|Date||May 23, 2017|
|Title||PISCES: A Programmable, Protocol-Independent Software Switch|
Virtualized data-centers use software hypervisor switches to steer packets to and from virtual machines (VMs). The switch frequently needs upgrading and customization---to support new protocol headers or encapsulations for tunneling or overlays, to improve measurement and debugging features, and even to add middlebox-like functions. Software switches are typically based on a large body of code, including kernel code. Changing the switch is a formidable undertaking requiring domain mastery of network protocol design and developing, testing, and maintaining a large, complex code-base. In this talk, we argue that changing how a software switch forwards packets should not require intimate knowledge of its implementation. Instead, it should be possible to specify how packets are processed and forwarded in a high-level domain-specific language (DSL) such as P4, then compiled down to run on the underlying software switch. We present PISCES, a software switch that is not hard-wired to specific protocols, which eases adding new features. We also show how the compiler can analyze the high-level specification to optimize forwarding performance. Our evaluation shows that PISCES performs comparably to Open vSwitch, a hardwired hypervisor switch, and that PISCES programs are about 40 times shorter than equivalent Open vSwitch programs.
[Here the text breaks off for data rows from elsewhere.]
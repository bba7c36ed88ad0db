//! Expense ledger service
//!
//! Holds the session's expense entries in submission order and derives
//! the running totals from them. The ledger is append-only: a rejected
//! submission leaves it untouched, and accepted entries are never edited
//! or removed.

use tracing::debug;

use crate::error::{PlannerError, PlannerResult};
use crate::models::{Category, ExpenseEntry};

/// Months in a year, for the naive yearly projection
const MONTHS_PER_YEAR: f64 = 12.0;

/// Derived view over the ledger at one point in time
#[derive(Debug, Clone, PartialEq)]
pub struct LedgerSummary {
    /// Sum of all entry amounts
    pub total_spent: f64,

    /// Per-category sums, in first-seen insertion order; categories with
    /// no entries do not appear
    pub category_totals: Vec<(Category, f64)>,

    /// Naive yearly extrapolation: current monthly total × 12
    ///
    /// Deliberately not a trailing average. Changing this formula changes
    /// the numbers users see, so it stays as-is.
    pub projected_yearly_expense: f64,
}

/// Ordered collection of expense entries for the current session
#[derive(Debug, Clone, Default)]
pub struct ExpenseLedger {
    entries: Vec<ExpenseEntry>,
}

impl ExpenseLedger {
    /// Create an empty ledger
    pub fn new() -> Self {
        Self::default()
    }

    /// Validate and append an expense entry
    ///
    /// On any constraint violation (empty title, non-positive or
    /// non-finite amount) the ledger is unchanged and a `Validation`
    /// error is returned for the caller to surface.
    pub fn add_entry(
        &mut self,
        title: impl Into<String>,
        amount: f64,
        category: Category,
    ) -> PlannerResult<()> {
        let entry = ExpenseEntry::new(title, amount, category);
        entry
            .validate()
            .map_err(|e| PlannerError::Validation(e.to_string()))?;

        debug!(title = %entry.title, amount, %category, "expense added");
        self.entries.push(entry);
        Ok(())
    }

    /// All entries in insertion order
    pub fn entries(&self) -> &[ExpenseEntry] {
        &self.entries
    }

    /// Number of entries
    pub fn len(&self) -> usize {
        self.entries.len()
    }

    /// Whether the ledger has no entries
    pub fn is_empty(&self) -> bool {
        self.entries.is_empty()
    }

    /// Compute the derived totals over the current entries
    pub fn aggregate(&self) -> LedgerSummary {
        let total_spent: f64 = self.entries.iter().map(|e| e.amount).sum();

        let mut category_totals: Vec<(Category, f64)> = Vec::new();
        for entry in &self.entries {
            match category_totals.iter_mut().find(|(c, _)| *c == entry.category) {
                Some((_, sum)) => *sum += entry.amount,
                None => category_totals.push((entry.category, entry.amount)),
            }
        }

        LedgerSummary {
            total_spent,
            category_totals,
            projected_yearly_expense: total_spent * MONTHS_PER_YEAR,
        }
    }
}

#[cfg(test)]
mod tests {
    use super::*;

    fn sample_ledger() -> ExpenseLedger {
        let mut ledger = ExpenseLedger::new();
        ledger.add_entry("Groceries", 1000.0, Category::Food).unwrap();
        ledger.add_entry("House rent", 5000.0, Category::Rent).unwrap();
        ledger.add_entry("Snacks", 500.0, Category::Food).unwrap();
        ledger
    }

    #[test]
    fn test_reference_scenario() {
        // [(Food,1000),(Rent,5000),(Food,500)]
        let summary = sample_ledger().aggregate();

        assert_eq!(summary.total_spent, 6500.0);
        assert_eq!(
            summary.category_totals,
            vec![(Category::Food, 1500.0), (Category::Rent, 5000.0)]
        );
        assert_eq!(summary.projected_yearly_expense, 78000.0);
    }

    #[test]
    fn test_empty_ledger() {
        let summary = ExpenseLedger::new().aggregate();
        assert_eq!(summary.total_spent, 0.0);
        assert!(summary.category_totals.is_empty());
        assert_eq!(summary.projected_yearly_expense, 0.0);
    }

    #[test]
    fn test_insertion_order_preserved() {
        let ledger = sample_ledger();
        let titles: Vec<&str> = ledger.entries().iter().map(|e| e.title.as_str()).collect();
        assert_eq!(titles, vec!["Groceries", "House rent", "Snacks"]);
    }

    #[test]
    fn test_category_totals_sum_to_total_spent() {
        let summary = sample_ledger().aggregate();
        let sum: f64 = summary.category_totals.iter().map(|(_, v)| v).sum();
        assert!((sum - summary.total_spent).abs() < 1e-9);
    }

    #[test]
    fn test_absent_categories_omitted() {
        let summary = sample_ledger().aggregate();
        assert!(!summary
            .category_totals
            .iter()
            .any(|(c, _)| *c == Category::Bills || *c == Category::Other));
    }

    #[test]
    fn test_append_batches_equivalent() {
        // Adding [A,B] then [C] equals adding [A,B,C] directly
        let mut batched = ExpenseLedger::new();
        batched.add_entry("A", 100.0, Category::Food).unwrap();
        batched.add_entry("B", 200.0, Category::Rent).unwrap();
        batched.add_entry("C", 300.0, Category::Bills).unwrap();

        let direct = {
            let mut l = ExpenseLedger::new();
            l.add_entry("A", 100.0, Category::Food).unwrap();
            l.add_entry("B", 200.0, Category::Rent).unwrap();
            l.add_entry("C", 300.0, Category::Bills).unwrap();
            l
        };

        assert_eq!(batched.aggregate(), direct.aggregate());
        assert_eq!(batched.len(), direct.len());
    }

    #[test]
    fn test_invalid_entry_leaves_ledger_unchanged() {
        let mut ledger = sample_ledger();
        let before = ledger.aggregate();

        assert!(ledger.add_entry("", 100.0, Category::Food).is_err());
        assert!(ledger.add_entry("Bad", 0.0, Category::Food).is_err());
        assert!(ledger.add_entry("Bad", -50.0, Category::Food).is_err());
        assert!(ledger.add_entry("Bad", f64::NAN, Category::Food).is_err());

        assert_eq!(ledger.len(), 3);
        assert_eq!(ledger.aggregate(), before);
    }

    #[test]
    fn test_validation_error_kind() {
        let mut ledger = ExpenseLedger::new();
        let err = ledger.add_entry("  ", 100.0, Category::Food).unwrap_err();
        assert!(err.is_validation());
        assert!(err.to_string().contains("title"));
    }
}
//! Expense ledger display formatting

use tabled::settings::{object::Columns, Alignment, Style};
use tabled::{Table, Tabled};

use crate::models::{format_with_symbol, ExpenseEntry};
use crate::services::LedgerSummary;

use super::format_bar;

#[derive(Tabled)]
struct ExpenseRow {
    #[tabled(rename = "#")]
    index: usize,

    #[tabled(rename = "Title")]
    title: String,

    #[tabled(rename = "Category")]
    category: String,

    #[tabled(rename = "Amount")]
    amount: String,
}

/// Format the expense entries as a table, in insertion order
pub fn format_expense_table(entries: &[ExpenseEntry], currency_symbol: &str) -> String {
    if entries.is_empty() {
        return "No expenses recorded this month.".to_string();
    }

    let rows: Vec<ExpenseRow> = entries
        .iter()
        .enumerate()
        .map(|(i, entry)| ExpenseRow {
            index: i + 1,
            title: entry.title.clone(),
            category: entry.category.to_string(),
            amount: format_with_symbol(entry.amount, currency_symbol),
        })
        .collect();

    Table::new(rows)
        .with(Style::sharp())
        .modify(Columns::single(3), Alignment::right())
        .to_string()
}

/// Format the derived totals: total spent, per-category breakdown, projection
pub fn format_ledger_summary(summary: &LedgerSummary, currency_symbol: &str) -> String {
    let mut output = String::new();

    output.push_str(&format!(
        "Total Spent: {}\n",
        format_with_symbol(summary.total_spent, currency_symbol)
    ));

    if !summary.category_totals.is_empty() {
        output.push('\n');
        for (category, total) in &summary.category_totals {
            output.push_str(&format!(
                "  {:<8} {:>14}  {}\n",
                category.to_string(),
                format_with_symbol(*total, currency_symbol),
                format_bar(*total, summary.total_spent, 20)
            ));
        }
    }

    output.push_str(&format!(
        "\nProjected Yearly Expenses (monthly × 12): {}\n",
        format_with_symbol(summary.projected_yearly_expense, currency_symbol)
    ));

    output
}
Muhammad Shahbaz is a third year Ph.D. student in the Department of Computer Science at Princeton University. His research focuses on the application of software-defined networking (SDN) in campus, enterprise and wide-area networks, network measurement and testing, and language abstractions for programmable data planes. Previously, he worked as a research assistant at the University of Cambridge, Computer Laboratory on the CTSRD and MRC2 projects and was a core member of the NetFPGA-10G project initiated by Stanford University. He received his Bachelor's degree from the Department of Computer Engineering at National University of Sciences and Technology.
|Date||April 18, 2017|
|Title||NetKAT Tutorial: Programming, Modelling, and Reasoning about Networks|
NetKAT is a formal system that can be used to program, model, and reason about networks. It comes with a rich formal toolkit including a sounds and complete algebraic axiomatization; an automata theory; a denotational semantics; and an efficient symbolic representation. These theoretic foundations enable powerful tools such as a decision procedure that allows fully automatic verification of important network properties; and a fast compiler that implements powerful programming abstractions. I will give a tutorial on NetKAT, showing how to use it to program networks and reason about their properties.
Steffen Smolka is a PhD student in Computer Science at Cornell University advised by Nate Foster. Currently his research focuses on languages, tools, and formal foundations for software defined networking. General areas of interest include (probabilistic) semantics, automata theory, and compilers.
|Date||March 14, 2017|
|Title||SNAP: Stateful Network-Wide Abstractions for Packet Processing|
Early programming languages for software-defined networking (SDN) were built on top of the simple match- action paradigm offered by OpenFlow 1.0. However, emerging hardware and software switches offer much more sophisticated support for persistent state in the data plane, without involving a central controller. Nevertheless, managing stateful, distributed systems efficiently and correctly is known to be one of the most challenging programming problems. To simplify this new SDN problem, we introduce SNAP.
SNAP offers a simpler "centralized" stateful programming model, by allowing programmers to develop programs on top of one big switch rather than many. These programs may contain reads and writes to global, persistent arrays, and as a result, programmers can implement a broad range of applications, from stateful firewalls to fine-grained traffic monitoring. The SNAP compiler relieves programmers of having to worry about how to distribute, place, and optimize access to these stateful arrays by doing it all for them. More specifically, the compiler discovers read/write dependencies between arrays and translates one-big-switch programs into an efficient internal representation based on a novel variant of binary decision diagrams. This internal representation is used to construct a mixed-integer linear program, which jointly optimizes the placement of state and the routing of traffic across the underlying physical topology. We have implemented a prototype compiler and applied it to about 20 SNAP programs over various topologies to demonstrate our techniques’ scalability.
Mina is a third-year PhD student in Computer Science at Princeton University, advised by Jennifer Rexford. Her research focuses on designing high-level abstractions for network programming and management, specifically in software defined networks (SDNs).